Le Venezuela, pays d’Amérique latine réputé pour ses richesses pétrolières, vit aujourd’hui un chapitre tumultueux de son histoire politique. Entre tensions sociales, bouleversements économiques et lutte pour le pouvoir, le pays oscille depuis plus de tente ans entre tentative de démocratisation et processus autoritaire, ce qui impacte la société vénézuélienne actuelle.
Pour mieux comprendre cette période compliquée, nous avons pu échanger avec une Française qui s’est installée il y a quelques temps au Venezuela. Elle a pu nous livrer son ressenti son ressenti à propos du régime dans lequel elle vit. Serait-il plus de nature démocratique ou autoritaire ? Le fait que nous ayons pu discuter avec elle sans problème ni surveillance via les réseaux sociaux pourrait nous laisser penser que l’on est loin d’une dictature, c’est ce que nous allons voir.
Aux origines de la dictature vénézuélienne
Ce pays d’Amérique latine, plongé dans l’insécurité et la violence depuis plusieurs années, a fait parler de lui très récemment avec un referendum controversé. Pour mieux comprendre ce phénomène actuel, il faut se replonger dans ses origines. Tout commence en 1992, lorsque Hugo Chavez, un homme politique de gauche populiste et ancien militaire, tente un premier coup d’État raté contre le président de l’époque : Carlos Andrés Pérez. Il arrive finalement au pouvoir en remportant l’élection présidentielle en 1999 et sera réélu jusqu’en 2013. Il met alors en place plusieurs reformes de gauche apparente sous le nom de « révolution bolivarienne ». Elle fait référence au général vénézuélien « libérateur » Simon Bolivar, le héros de l’indépendance de l’Amérique latine au début du XIXème siècle face aux Espagnols. H. Chavez instaure une nouvelle constitution, dans le but de faire du Venezuela une démocratie populaire et participative. Il y parvient en partie avec une baisse du taux de pauvreté et une hausse du taux de scolarisation et du PIB. Mais son régime est tout de même grandement critiqué, il lui est reproché de se comporter parfois en dictateur notamment lorsqu’il établissait des liens avec plusieurs dictatures. De plus, l’économie du pays est devenue complétement dépendante de la production de pétrole. Par ailleurs, de nombreuses atteintes à la liberté de la presse ont pu être visibles. La démocratie a donc énormément souffert et s’est petit à petit transformée en gouvernement autoritaire. Après la mort de Chavez le 5 mars 2013, c’est Nicolas Maduro qui lui succède. Celui-ci est encore au pouvoir aujourd’hui. Nous avons pu questionner notre interlocutrice sur le régime mis en place par ce dernier.
La dictature au Venezuela est-elle à l’image de ce que tu imaginais quand tu entendais ce mot ? La ressens-tu dans ta vie quotidienne ?

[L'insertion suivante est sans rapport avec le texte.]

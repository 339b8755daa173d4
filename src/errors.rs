//! # Bot Error Types Module
//!
//! Structured error types shared by the upstream API client, the settings
//! store and the filter flow. The caller decides per variant whether to
//! log-and-continue (polling sweeps, persistence) or surface to the user
//! (interactive requests).

/// Custom error types for bot operations
#[derive(Debug)]
pub enum BotError {
    /// Upstream API request failed or returned a non-success status
    Upstream(String),
    /// Settings file could not be read or written
    Persistence(String),
    /// Unexpected failure while processing a flow step
    Flow(String),
}

impl std::fmt::Display for BotError {
    fn fmt(&self, f: &mut std::fmt::Formatter<'_>) -> std::fmt::Result {
        match self {
            BotError::Upstream(msg) => write!(f, "Upstream error: {msg}"),
            BotError::Persistence(msg) => write!(f, "Persistence error: {msg}"),
            BotError::Flow(msg) => write!(f, "Flow error: {msg}"),
        }
    }
}

impl std::error::Error for BotError {}

impl From<reqwest::Error> for BotError {
    fn from(err: reqwest::Error) -> Self {
        BotError::Upstream(err.to_string())
    }
}

impl From<std::io::Error> for BotError {
    fn from(err: std::io::Error) -> Self {
        BotError::Persistence(err.to_string())
    }
}

impl From<serde_json::Error> for BotError {
    fn from(err: serde_json::Error) -> Self {
        BotError::Persistence(err.to_string())
    }
}
//! # Settings Module
//!
//! Per-session filter and subscription state, persisted as a single JSON
//! document mapping chat id to [`Settings`]. The whole file is read once at
//! startup and rewritten on every durable mutation; a write failure is
//! logged and the in-memory map remains authoritative.

use std::collections::HashMap;
use std::path::Path;

use chrono::{DateTime, Utc};
use log::error;
use serde::{Deserialize, Serialize};

use crate::errors::BotError;

pub const DEFAULT_PAGE_SIZE: &str = "5";

/// Filter and subscription record for one session
#[derive(Clone, Debug, Serialize, Deserialize, PartialEq)]
pub struct Settings {
    /// Selected departments, in selection order
    pub department_ids: Vec<String>,
    #[serde(default, skip_serializing_if = "Option::is_none")]
    pub restaurant_id: Option<String>,
    #[serde(default, skip_serializing_if = "Option::is_none")]
    pub created_at_after: Option<String>,
    #[serde(default, skip_serializing_if = "Option::is_none")]
    pub created_at_before: Option<String>,
    /// One value = exact rating, two values = inclusive range (low, high)
    #[serde(default, skip_serializing_if = "Option::is_none")]
    pub stars: Option<Vec<u8>>,
    /// Positive integer kept in its string form, as entered
    pub page_size: String,
    /// Cursor for "new since" polling
    #[serde(rename = "lastChecked")]
    pub last_checked: String,
    #[serde(default)]
    pub subscribed: bool,
    /// Set while a flow pass mutates any filter value; never persisted
    #[serde(skip)]
    pub is_val_changes: bool,
}

impl Default for Settings {
    fn default() -> Self {
        Self {
            department_ids: Vec::new(),
            restaurant_id: None,
            created_at_after: None,
            created_at_before: None,
            stars: None,
            page_size: DEFAULT_PAGE_SIZE.to_string(),
            last_checked: epoch_iso(),
            subscribed: false,
            is_val_changes: false,
        }
    }
}

impl Settings {
    /// Joined form of the stars filter for the upstream `stars` param
    pub fn stars_param(&self) -> Option<String> {
        self.stars.as_ref().map(|values| {
            values
                .iter()
                .map(|v| v.to_string())
                .collect::<Vec<_>>()
                .join(",")
        })
    }

    /// Human-readable stars filter for the summary message
    pub fn stars_display(&self) -> String {
        match self.stars.as_deref() {
            Some([exact]) => exact.to_string(),
            Some([low, high]) => format!("{low}-{high}"),
            _ => "all".to_string(),
        }
    }

    /// Date portion (`YYYY-MM-DD`) of the polling cursor
    pub fn last_checked_date(&self) -> String {
        match self.last_checked.parse::<DateTime<Utc>>() {
            Ok(ts) => ts.format("%Y-%m-%d").to_string(),
            Err(_) => epoch_iso().split('T').next().unwrap_or("1970-01-01").to_string(),
        }
    }
}

/// ISO timestamp for the Unix epoch, the initial polling cursor
pub fn epoch_iso() -> String {
    DateTime::<Utc>::from_timestamp(0, 0)
        .unwrap_or_default()
        .to_rfc3339_opts(chrono::SecondsFormat::Secs, true)
}

/// Current time in the same ISO form used for `lastChecked`
pub fn now_iso() -> String {
    Utc::now().to_rfc3339_opts(chrono::SecondsFormat::Secs, true)
}

pub type SettingsMap = HashMap<String, Settings>;

/// Load the settings map, creating an empty file when missing
pub async fn load_settings(path: &Path) -> Result<SettingsMap, BotError> {
    if tokio::fs::try_exists(path).await? {
        let data = tokio::fs::read_to_string(path).await?;
        Ok(serde_json::from_str(&data)?)
    } else {
        tokio::fs::write(path, "{}").await?;
        Ok(SettingsMap::new())
    }
}

/// Rewrite the whole settings file from the in-memory map
pub async fn save_settings(path: &Path, settings: &SettingsMap) -> Result<(), BotError> {
    let data = serde_json::to_string_pretty(settings)?;
    tokio::fs::write(path, data).await?;
    Ok(())
}

/// Best-effort persistence: log and continue on failure
pub async fn persist_or_log(path: &Path, settings: &SettingsMap) {
    if let Err(e) = save_settings(path, settings).await {
        error!("Failed to persist settings to {}: {e}", path.display());
    }
}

« Il faut savoir que j’ai vécu dans beaucoup de pays sous régime totalitaire comme la Russie, l’Arabie saoudite et l’Algérie, cela me permet donc de comparer et je trouve honnêtement que le Venezuela est le pays où je ressens le moins la dictature. Il n’y a pas de barrage de police partout, il y en a certes, mais ni plus ni moins qu’en France. Je ne subis pas de contrôles d’identité de manière régulière non plus. Il faut tout de même prendre en compte que j’habite dans une sorte de bulle au Venezuela car je loge dans la capitale de Caracas et que mon domicile est situé dans un quartier très privilégié: le quartier de la Castellana. Je ne suis pas vraiment sortie de cette bulle pour l’instant, je ne sais donc pas trop ce qui se passe en dehors de mon quartier et de la capitale. En revanche, il y a tout de même des signes qui nous rappellent que nous sommes en dictature. Par exemple, en période d’élection le gouvernement donne de la nourriture aux plus démunis en échange d’un vote pour Maduro, on leur fait croire qu’on saura s’ils trahissent cet accord car on a accès à leur vote. Ceci est totalement impossible mais par manque d’éducation, ces personnes se font manipuler par l’état. Les opposants au président sont aussi « rachetés » par le gouvernement qui les met dans une instance appelée « la table des négociations », une fois qu’ils y entrent, ils deviennent moins virulents. Une autre chose typique des dictatures est la dégradation des conditions d’éducation, les enseignants sont très mal payés et les écoles n’ont pas de moyen. En maintenant le peuple dans l’ignorance on peut plus facilement le manipuler c’est peut-être une stratégie. De plus, la presse est très pro Maduro, elle se rapproche de la propagande et porte la conviction auprès du citoyen que tout ce qui est fait par le gouvernement est bien. »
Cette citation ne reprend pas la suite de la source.